==== Record set ====

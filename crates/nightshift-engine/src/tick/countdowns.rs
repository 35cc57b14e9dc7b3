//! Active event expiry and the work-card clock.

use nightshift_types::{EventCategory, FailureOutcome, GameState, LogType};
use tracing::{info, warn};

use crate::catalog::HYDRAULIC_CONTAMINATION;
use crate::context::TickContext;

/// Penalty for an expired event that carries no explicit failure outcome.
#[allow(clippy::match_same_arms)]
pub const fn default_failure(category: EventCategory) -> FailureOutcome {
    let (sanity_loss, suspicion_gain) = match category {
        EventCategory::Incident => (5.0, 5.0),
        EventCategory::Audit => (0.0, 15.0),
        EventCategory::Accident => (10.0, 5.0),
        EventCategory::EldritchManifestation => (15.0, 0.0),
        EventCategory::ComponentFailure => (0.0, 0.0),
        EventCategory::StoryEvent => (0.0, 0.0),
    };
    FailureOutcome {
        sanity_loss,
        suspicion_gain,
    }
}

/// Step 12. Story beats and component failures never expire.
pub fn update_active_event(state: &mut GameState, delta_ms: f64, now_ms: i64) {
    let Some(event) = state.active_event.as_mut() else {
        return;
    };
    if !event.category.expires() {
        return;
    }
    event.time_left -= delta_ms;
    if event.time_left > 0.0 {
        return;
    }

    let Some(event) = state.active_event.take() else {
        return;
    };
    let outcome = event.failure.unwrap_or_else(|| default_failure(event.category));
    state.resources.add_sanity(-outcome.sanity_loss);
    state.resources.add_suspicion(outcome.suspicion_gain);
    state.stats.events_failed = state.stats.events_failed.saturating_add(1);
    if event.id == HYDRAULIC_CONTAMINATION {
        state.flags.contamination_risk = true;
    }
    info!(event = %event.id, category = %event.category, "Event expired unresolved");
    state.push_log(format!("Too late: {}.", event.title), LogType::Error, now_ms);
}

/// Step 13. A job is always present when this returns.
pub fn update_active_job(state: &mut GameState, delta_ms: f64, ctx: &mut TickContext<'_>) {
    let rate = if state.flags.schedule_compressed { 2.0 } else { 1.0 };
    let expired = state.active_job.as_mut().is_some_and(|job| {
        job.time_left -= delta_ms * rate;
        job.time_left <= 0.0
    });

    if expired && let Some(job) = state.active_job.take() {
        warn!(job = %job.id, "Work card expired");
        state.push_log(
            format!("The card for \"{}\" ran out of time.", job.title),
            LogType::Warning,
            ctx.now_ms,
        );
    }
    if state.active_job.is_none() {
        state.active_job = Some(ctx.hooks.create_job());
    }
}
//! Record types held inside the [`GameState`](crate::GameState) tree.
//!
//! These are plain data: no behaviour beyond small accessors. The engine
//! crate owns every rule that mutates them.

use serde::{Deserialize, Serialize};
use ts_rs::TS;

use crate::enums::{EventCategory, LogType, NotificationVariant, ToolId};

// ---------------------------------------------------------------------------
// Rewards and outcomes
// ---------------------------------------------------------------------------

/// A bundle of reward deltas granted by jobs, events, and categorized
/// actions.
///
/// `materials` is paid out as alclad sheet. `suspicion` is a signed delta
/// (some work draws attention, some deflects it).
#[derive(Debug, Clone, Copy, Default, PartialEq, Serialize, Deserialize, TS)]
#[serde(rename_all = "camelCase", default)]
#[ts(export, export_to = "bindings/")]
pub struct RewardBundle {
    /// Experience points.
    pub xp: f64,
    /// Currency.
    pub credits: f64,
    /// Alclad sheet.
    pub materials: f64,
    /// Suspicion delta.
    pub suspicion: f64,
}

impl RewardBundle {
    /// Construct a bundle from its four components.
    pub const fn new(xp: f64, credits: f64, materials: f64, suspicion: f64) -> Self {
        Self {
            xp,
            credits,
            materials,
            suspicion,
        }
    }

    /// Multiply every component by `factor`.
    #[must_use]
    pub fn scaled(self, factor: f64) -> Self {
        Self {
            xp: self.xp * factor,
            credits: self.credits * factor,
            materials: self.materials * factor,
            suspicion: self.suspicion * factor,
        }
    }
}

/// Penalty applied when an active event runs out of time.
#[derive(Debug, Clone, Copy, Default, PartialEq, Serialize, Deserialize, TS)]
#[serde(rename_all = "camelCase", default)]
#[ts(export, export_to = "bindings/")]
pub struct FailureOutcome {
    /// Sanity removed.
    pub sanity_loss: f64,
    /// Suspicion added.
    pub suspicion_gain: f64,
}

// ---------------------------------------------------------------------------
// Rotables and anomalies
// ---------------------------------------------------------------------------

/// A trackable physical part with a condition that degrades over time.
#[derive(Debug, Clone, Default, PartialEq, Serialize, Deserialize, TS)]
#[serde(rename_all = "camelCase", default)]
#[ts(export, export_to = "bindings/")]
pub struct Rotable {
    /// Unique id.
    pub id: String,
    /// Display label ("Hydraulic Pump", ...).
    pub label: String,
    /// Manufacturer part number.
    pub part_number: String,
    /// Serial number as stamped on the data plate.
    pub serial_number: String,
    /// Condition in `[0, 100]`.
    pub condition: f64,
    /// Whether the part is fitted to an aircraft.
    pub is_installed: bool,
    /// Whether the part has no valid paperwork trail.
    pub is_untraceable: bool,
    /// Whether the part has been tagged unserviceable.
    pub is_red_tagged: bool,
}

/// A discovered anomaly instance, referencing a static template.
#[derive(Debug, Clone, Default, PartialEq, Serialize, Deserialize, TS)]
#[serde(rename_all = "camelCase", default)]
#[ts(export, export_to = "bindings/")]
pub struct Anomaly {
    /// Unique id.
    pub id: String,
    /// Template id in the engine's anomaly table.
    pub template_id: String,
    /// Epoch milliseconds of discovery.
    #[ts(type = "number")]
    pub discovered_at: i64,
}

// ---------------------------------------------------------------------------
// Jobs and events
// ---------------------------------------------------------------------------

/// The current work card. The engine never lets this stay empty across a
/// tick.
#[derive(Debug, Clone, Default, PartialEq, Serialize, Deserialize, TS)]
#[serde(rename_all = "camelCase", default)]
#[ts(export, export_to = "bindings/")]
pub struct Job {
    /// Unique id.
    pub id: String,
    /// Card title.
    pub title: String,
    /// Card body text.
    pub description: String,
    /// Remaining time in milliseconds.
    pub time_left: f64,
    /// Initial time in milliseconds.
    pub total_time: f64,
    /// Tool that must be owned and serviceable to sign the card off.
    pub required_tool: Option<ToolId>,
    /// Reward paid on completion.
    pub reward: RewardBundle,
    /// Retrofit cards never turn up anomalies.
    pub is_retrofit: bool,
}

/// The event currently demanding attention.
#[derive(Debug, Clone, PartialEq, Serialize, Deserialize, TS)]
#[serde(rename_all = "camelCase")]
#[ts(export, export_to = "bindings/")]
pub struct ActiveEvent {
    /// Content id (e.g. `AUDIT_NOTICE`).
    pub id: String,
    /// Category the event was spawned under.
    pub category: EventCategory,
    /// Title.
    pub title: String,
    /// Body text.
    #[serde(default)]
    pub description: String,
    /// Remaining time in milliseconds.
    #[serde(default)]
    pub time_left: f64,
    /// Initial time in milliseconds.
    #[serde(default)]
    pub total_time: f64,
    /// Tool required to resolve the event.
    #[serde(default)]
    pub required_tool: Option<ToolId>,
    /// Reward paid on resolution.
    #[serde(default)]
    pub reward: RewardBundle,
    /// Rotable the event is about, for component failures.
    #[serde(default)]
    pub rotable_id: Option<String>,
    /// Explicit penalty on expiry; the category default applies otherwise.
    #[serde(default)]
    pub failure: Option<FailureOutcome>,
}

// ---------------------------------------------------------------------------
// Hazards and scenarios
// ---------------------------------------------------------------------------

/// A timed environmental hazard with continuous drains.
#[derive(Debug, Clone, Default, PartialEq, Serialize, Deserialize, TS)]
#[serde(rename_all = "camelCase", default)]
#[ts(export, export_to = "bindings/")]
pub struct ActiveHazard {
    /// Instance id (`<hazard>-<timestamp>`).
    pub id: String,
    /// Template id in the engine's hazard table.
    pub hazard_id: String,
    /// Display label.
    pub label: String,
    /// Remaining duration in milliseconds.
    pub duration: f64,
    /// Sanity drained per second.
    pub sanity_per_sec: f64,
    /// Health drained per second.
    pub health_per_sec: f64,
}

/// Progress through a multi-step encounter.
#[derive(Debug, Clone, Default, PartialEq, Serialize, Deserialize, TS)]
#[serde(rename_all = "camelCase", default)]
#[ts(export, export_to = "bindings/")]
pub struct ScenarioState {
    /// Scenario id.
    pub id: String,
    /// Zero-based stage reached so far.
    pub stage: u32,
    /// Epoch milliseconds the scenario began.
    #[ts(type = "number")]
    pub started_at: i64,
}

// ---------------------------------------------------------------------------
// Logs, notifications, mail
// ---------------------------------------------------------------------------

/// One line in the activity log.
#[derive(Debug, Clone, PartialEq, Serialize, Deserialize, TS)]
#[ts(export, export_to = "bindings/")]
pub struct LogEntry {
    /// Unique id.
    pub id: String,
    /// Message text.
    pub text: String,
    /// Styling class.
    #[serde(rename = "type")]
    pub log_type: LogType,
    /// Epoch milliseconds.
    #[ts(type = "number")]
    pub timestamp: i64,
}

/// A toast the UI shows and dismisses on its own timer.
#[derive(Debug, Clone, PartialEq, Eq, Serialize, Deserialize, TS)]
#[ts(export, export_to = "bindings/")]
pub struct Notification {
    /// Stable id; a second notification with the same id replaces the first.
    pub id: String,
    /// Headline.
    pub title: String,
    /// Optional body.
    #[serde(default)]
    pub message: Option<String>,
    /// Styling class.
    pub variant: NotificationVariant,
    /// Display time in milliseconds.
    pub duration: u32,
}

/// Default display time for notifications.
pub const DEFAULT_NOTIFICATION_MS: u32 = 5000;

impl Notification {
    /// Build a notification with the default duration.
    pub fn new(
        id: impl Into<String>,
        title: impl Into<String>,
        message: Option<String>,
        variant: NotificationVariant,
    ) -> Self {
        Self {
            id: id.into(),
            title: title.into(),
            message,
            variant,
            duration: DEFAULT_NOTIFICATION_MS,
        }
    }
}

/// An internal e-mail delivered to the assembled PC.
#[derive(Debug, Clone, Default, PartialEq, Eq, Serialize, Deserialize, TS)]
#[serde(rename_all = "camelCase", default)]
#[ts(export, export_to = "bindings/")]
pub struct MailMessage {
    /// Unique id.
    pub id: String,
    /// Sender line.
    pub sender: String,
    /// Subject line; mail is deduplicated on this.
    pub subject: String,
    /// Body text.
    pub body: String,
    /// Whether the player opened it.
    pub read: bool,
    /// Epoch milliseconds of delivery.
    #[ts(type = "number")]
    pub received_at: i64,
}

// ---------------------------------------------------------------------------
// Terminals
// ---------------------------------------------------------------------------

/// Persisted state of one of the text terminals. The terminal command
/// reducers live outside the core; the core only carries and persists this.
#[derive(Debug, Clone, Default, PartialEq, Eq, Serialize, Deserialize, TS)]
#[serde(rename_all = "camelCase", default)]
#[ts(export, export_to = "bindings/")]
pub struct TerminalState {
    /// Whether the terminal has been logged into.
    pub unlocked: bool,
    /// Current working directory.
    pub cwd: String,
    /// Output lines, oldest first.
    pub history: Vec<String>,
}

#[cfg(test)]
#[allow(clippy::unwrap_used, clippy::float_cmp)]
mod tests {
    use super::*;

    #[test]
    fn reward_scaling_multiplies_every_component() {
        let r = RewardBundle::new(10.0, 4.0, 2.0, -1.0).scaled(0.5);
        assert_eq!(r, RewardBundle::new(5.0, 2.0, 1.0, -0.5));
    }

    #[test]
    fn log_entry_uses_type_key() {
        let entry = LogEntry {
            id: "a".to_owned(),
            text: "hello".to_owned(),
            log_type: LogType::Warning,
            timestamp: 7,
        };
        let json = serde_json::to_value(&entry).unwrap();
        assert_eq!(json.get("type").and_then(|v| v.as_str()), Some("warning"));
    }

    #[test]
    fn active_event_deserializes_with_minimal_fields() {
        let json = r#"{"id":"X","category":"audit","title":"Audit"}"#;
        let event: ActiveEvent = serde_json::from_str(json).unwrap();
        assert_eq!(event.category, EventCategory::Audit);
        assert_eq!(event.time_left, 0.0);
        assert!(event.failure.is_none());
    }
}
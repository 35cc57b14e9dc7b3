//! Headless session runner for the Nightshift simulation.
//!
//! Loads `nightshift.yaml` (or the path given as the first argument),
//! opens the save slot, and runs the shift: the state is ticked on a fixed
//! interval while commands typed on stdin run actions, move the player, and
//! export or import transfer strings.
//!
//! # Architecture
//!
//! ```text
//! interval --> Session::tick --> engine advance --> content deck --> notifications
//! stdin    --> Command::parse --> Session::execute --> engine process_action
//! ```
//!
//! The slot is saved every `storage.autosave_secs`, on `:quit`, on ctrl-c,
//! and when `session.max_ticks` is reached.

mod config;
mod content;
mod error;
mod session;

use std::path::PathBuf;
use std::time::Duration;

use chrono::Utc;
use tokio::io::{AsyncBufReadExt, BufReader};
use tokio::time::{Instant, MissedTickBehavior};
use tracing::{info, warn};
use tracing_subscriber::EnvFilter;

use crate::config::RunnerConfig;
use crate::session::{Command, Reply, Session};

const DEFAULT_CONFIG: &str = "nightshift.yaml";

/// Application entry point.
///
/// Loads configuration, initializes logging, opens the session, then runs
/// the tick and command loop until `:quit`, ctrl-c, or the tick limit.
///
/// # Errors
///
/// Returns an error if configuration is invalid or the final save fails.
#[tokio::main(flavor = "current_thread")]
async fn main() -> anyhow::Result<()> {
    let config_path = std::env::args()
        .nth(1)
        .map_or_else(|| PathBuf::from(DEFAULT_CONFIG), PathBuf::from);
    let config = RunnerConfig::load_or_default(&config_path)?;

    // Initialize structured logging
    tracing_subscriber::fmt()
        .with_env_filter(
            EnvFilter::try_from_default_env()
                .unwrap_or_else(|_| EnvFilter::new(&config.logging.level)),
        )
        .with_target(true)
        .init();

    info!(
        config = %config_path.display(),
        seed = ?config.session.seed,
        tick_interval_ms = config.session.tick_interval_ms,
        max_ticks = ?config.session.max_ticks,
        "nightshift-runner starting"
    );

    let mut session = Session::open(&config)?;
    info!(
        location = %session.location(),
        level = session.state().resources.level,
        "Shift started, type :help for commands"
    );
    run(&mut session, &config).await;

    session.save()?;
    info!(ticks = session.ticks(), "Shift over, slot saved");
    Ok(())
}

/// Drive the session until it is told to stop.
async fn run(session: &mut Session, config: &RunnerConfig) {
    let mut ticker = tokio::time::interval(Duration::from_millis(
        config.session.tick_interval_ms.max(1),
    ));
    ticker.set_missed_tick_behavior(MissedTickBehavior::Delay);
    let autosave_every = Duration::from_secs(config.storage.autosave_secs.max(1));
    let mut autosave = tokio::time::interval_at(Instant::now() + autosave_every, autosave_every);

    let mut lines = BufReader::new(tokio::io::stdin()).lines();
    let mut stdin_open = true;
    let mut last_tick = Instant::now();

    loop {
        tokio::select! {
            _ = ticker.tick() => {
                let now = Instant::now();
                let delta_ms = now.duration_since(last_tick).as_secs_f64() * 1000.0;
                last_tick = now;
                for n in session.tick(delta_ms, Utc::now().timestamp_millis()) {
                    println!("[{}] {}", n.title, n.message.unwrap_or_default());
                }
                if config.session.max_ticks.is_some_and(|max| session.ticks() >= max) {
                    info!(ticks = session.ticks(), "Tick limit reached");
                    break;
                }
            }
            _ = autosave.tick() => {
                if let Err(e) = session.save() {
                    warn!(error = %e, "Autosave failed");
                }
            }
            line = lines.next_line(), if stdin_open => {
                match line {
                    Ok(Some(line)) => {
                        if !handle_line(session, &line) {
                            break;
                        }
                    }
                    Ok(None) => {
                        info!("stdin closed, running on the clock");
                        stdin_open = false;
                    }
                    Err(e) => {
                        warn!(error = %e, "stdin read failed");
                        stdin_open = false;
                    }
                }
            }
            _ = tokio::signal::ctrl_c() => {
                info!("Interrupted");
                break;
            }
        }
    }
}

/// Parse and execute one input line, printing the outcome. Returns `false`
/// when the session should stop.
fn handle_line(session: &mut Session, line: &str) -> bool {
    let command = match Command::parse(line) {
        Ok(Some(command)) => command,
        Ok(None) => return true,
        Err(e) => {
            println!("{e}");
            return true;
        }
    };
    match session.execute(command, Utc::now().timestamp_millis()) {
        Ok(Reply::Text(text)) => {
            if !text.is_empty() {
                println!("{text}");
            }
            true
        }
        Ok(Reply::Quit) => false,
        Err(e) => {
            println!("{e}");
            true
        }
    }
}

====

» **About this task**
Retype the first line of the entries and every line after it, please, through the line that contains "use crate::context::TickContext;". Add nothing.

» **Response below**
filename crates/nightshift-engine/src/tick/countdowns.rs
repository 35cc57b14e9dc7b3
//! Active event expiry and the work-card clock.

use nightshift_types::{EventCategory, FailureOutcome, GameState, LogType};
use tracing::{info, warn};

use crate::catalog::HYDRAULIC_CONTAMINATION;
use crate::context::TickContext;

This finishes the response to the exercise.